_WHAT THE TASK ASKS_
Down to the final line, print each entry exactly.

[Collected data entries]
>>
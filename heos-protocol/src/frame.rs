//! CRLF framing for both channels.
//!
//! The command channel may split one message across any number of reads, so
//! [`CommandFramer`] accumulates bytes until a read ends on the delimiter and
//! then hands the buffer over as whole JSON documents. CRLF inside a document
//! (pretty-printed responses) does not end it.
//! The event channel always delivers whole messages, possibly several per
//! read, which [`EventFramer`] simply splits.

use crate::error::ProtocolError;
use crate::{DEFAULT_MAX_MESSAGE_SIZE, DELIMITER};
use bytes::{Bytes, BytesMut};
use serde::de::IgnoredAny;

/// Splits `data` on CRLF, skipping empty and whitespace-only fragments.
pub fn split_messages(data: &Bytes) -> Vec<Bytes> {
    let mut messages = Vec::new();
    let mut start = 0;
    let mut i = 0;

    while i + DELIMITER.len() <= data.len() {
        if &data[i..i + DELIMITER.len()] == DELIMITER {
            push_fragment(&mut messages, data.slice(start..i));
            i += DELIMITER.len();
            start = i;
        } else {
            i += 1;
        }
    }
    push_fragment(&mut messages, data.slice(start..));

    messages
}

fn push_fragment(messages: &mut Vec<Bytes>, fragment: Bytes) {
    if !fragment.iter().all(u8::is_ascii_whitespace) {
        messages.push(fragment);
    }
}

/// Splits `data` into its top-level JSON documents.
///
/// Whitespace between and inside documents is ignored, CRLF included. From
/// the first byte that does not parse, the rest falls back to CRLF splitting
/// so the malformed text still reaches the decoder and gets reported.
pub fn split_documents(data: &Bytes) -> Vec<Bytes> {
    let (mut messages, unfinished) = take_documents(data);
    if let Some(start) = unfinished {
        messages.extend(split_messages(&data.slice(start..)));
    }
    messages
}

/// Like [`split_documents`], but stops at a trailing document that ends
/// early and returns its offset instead.
fn take_documents(data: &Bytes) -> (Vec<Bytes>, Option<usize>) {
    let mut messages = Vec::new();
    let mut stream = serde_json::Deserializer::from_slice(data).into_iter::<IgnoredAny>();
    let mut start = 0;

    loop {
        match stream.next() {
            Some(Ok(_)) => {
                let end = stream.byte_offset();
                let skip = data[start..end]
                    .iter()
                    .take_while(|b| b.is_ascii_whitespace())
                    .count();
                messages.push(data.slice(start + skip..end));
                start = end;
            }
            Some(Err(e)) if e.is_eof() => return (messages, Some(start)),
            Some(Err(_)) => {
                messages.extend(split_messages(&data.slice(start..)));
                break;
            }
            None => break,
        }
    }

    (messages, None)
}

/// Accumulating framer for the command channel.
#[derive(Debug)]
pub struct CommandFramer {
    buffer: BytesMut,
    max_message_size: usize,
    discarding: bool,
}

impl CommandFramer {
    pub fn new() -> Self {
        Self::with_max_message_size(DEFAULT_MAX_MESSAGE_SIZE)
    }

    pub fn with_max_message_size(max_message_size: usize) -> Self {
        Self {
            buffer: BytesMut::with_capacity(8192),
            max_message_size,
            discarding: false,
        }
    }

    /// Feeds one read into the framer and returns any completed messages.
    ///
    /// The buffer is only taken when the chunk itself ends with CRLF, and is
    /// then split into JSON documents. A chunk that ends with a sentinel and
    /// the final response yields both. A document cut off at one of its own
    /// line breaks stays buffered until the rest arrives.
    ///
    /// Exceeding the size limit clears the buffer and returns
    /// [`ProtocolError::MessageTooLarge`] once; the rest of that message is
    /// discarded up to the next chunk ending on the delimiter.
    pub fn push(&mut self, chunk: &[u8]) -> Result<Vec<Bytes>, ProtocolError> {
        let complete = chunk.ends_with(DELIMITER);

        if self.discarding {
            if complete {
                self.discarding = false;
            }
            return Ok(Vec::new());
        }

        self.buffer.extend_from_slice(chunk);

        if self.buffer.len() > self.max_message_size {
            let size = self.buffer.len();
            self.buffer.clear();
            self.discarding = !complete;
            return Err(ProtocolError::MessageTooLarge {
                size,
                max: self.max_message_size,
            });
        }

        if !complete {
            return Ok(Vec::new());
        }

        let data = self.buffer.split().freeze();
        let (messages, unfinished) = take_documents(&data);
        if let Some(start) = unfinished {
            self.buffer.extend_from_slice(&data[start..]);
        }
        Ok(messages)
    }

    /// Returns the number of bytes waiting for a delimiter.
    pub fn buffered(&self) -> usize {
        self.buffer.len()
    }

    pub fn is_discarding(&self) -> bool {
        self.discarding
    }

    pub fn clear(&mut self) {
        self.buffer.clear();
        self.discarding = false;
    }
}

impl Default for CommandFramer {
    fn default() -> Self {
        Self::new()
    }
}

/// Stateless framer for the event channel.
#[derive(Debug, Default, Clone, Copy)]
pub struct EventFramer;

impl EventFramer {
    pub fn new() -> Self {
        Self
    }

    /// Splits one read into its messages.
    pub fn split(&self, chunk: &[u8]) -> Vec<Bytes> {
        split_messages(&Bytes::copy_from_slice(chunk))
    }
}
<<
_SOLUTION TO THE PROBLEM_
filename heos-protocol/src/frame.rs
//! CRLF framing for both channels.
//!
//! The command channel may split one message across any number of reads, so
//! [`CommandFramer`] accumulates bytes until a read ends on the delimiter and
//! then hands the buffer over as whole JSON documents. CRLF inside a document
//! (pretty-printed responses) does not end it.
//! The event channel always delivers whole messages, possibly several per
//! read, which [`EventFramer`] simply splits.

use crate::error::ProtocolError;
use crate::{DEFAULT_MAX_MESSAGE_SIZE, DELIMITER};
use bytes::{Bytes, BytesMut};
use serde::de::IgnoredAny;

/// Splits `data` on CRLF, skipping empty and whitespace-only fragments.
pub fn split_messages(data: &Bytes) -> Vec<Bytes> {
    let mut messages = Vec::new();
    let mut start = 0;
    let mut i = 0;

    while i + DELIMITER.len() <= data.len() {
        if &data[i..i + DELIMITER.len()] == DELIMITER {
            push_fragment(&mut messages, data.slice(start..i));
            i += DELIMITER.len();
            start = i;
        } else {
            i += 1;
        }
    }
    push_fragment(&mut messages, data.slice(start..));

    messages
}

fn push_fragment(messages: &mut Vec<Bytes>, fragment: Bytes) {
    if !fragment.iter().all(u8::is_ascii_whitespace) {
        messages.push(fragment);
    }
}

/// Splits `data` into its top-level JSON documents.
///
/// Whitespace between and inside documents is ignored, CRLF included. From
/// the first byte that does not parse, the rest falls back to CRLF splitting
/// so the malformed text still reaches the decoder and gets reported.
pub fn split_documents(data: &Bytes) -> Vec<Bytes> {
    let (mut messages, unfinished) = take_documents(data);
    if let Some(start) = unfinished {
        messages.extend(split_messages(&data.slice(start..)));
    }
    messages
}

/// Like [`split_documents`], but stops at a trailing document that ends
/// early and returns its offset instead.
fn take_documents(data: &Bytes) -> (Vec<Bytes>, Option<usize>) {
    let mut messages = Vec::new();
    let mut stream = serde_json::Deserializer::from_slice(data).into_iter::<IgnoredAny>();
    let mut start = 0;

    loop {
        match stream.next() {
            Some(Ok(_)) => {
                let end = stream.byte_offset();
                let skip = data[start..end]
                    .iter()
                    .take_while(|b| b.is_ascii_whitespace())
                    .count();
                messages.push(data.slice(start + skip..end));
                start = end;
            }
            Some(Err(e)) if e.is_eof() => return (messages, Some(start)),
            Some(Err(_)) => {
                messages.extend(split_messages(&data.slice(start..)));
                break;
            }
            None => break,
        }
    }

    (messages, None)
}

/// Accumulating framer for the command channel.
#[derive(Debug)]
pub struct CommandFramer {
    buffer: BytesMut,
    max_message_size: usize,
    discarding: bool,
}

impl CommandFramer {
    pub fn new() -> Self {
        Self::with_max_message_size(DEFAULT_MAX_MESSAGE_SIZE)
    }

    pub fn with_max_message_size(max_message_size: usize) -> Self {
        Self {
            buffer: BytesMut::with_capacity(8192),
            max_message_size,
            discarding: false,
        }
    }

    /// Feeds one read into the framer and returns any completed messages.
    ///
    /// The buffer is only taken when the chunk itself ends with CRLF, and is
    /// then split into JSON documents. A chunk that ends with a sentinel and
    /// the final response yields both. A document cut off at one of its own
    /// line breaks stays buffered until the rest arrives.
    ///
    /// Exceeding the size limit clears the buffer and returns
    /// [`ProtocolError::MessageTooLarge`] once; the rest of that message is
    /// discarded up to the next chunk ending on the delimiter.
    pub fn push(&mut self, chunk: &[u8]) -> Result<Vec<Bytes>, ProtocolError> {
        let complete = chunk.ends_with(DELIMITER);

        if self.discarding {
            if complete {
                self.discarding = false;
            }
            return Ok(Vec::new());
        }

        self.buffer.extend_from_slice(chunk);

        if self.buffer.len() > self.max_message_size {
            let size = self.buffer.len();
            self.buffer.clear();
            self.discarding = !complete;
            return Err(ProtocolError::MessageTooLarge {
                size,
                max: self.max_message_size,
            });
        }

        if !complete {
            return Ok(Vec::new());
        }

        let data = self.buffer.split().freeze();
        let (messages, unfinished) = take_documents(&data);
        if let Some(start) = unfinished {
            self.buffer.extend_from_slice(&data[start..]);
        }
        Ok(messages)
    }

    /// Returns the number of bytes waiting for a delimiter.
    pub fn buffered(&self) -> usize {
        self.buffer.len()
    }

    pub fn is_discarding(&self) -> bool {
        self.discarding
    }

    pub fn clear(&mut self) {
        self.buffer.clear();
        self.discarding = false;
    }
}

impl Default for CommandFramer {
    fn default() -> Self {
        Self::new()
    }
}

/// Stateless framer for the event channel.
#[derive(Debug, Default, Clone, Copy)]
pub struct EventFramer;

impl EventFramer {
    pub fn new() -> Self {
        Self
    }

    /// Splits one read into its messages.
    pub fn split(&self, chunk: &[u8]) -> Vec<Bytes> {
        split_messages(&Bytes::copy_from_slice(chunk))
    }
}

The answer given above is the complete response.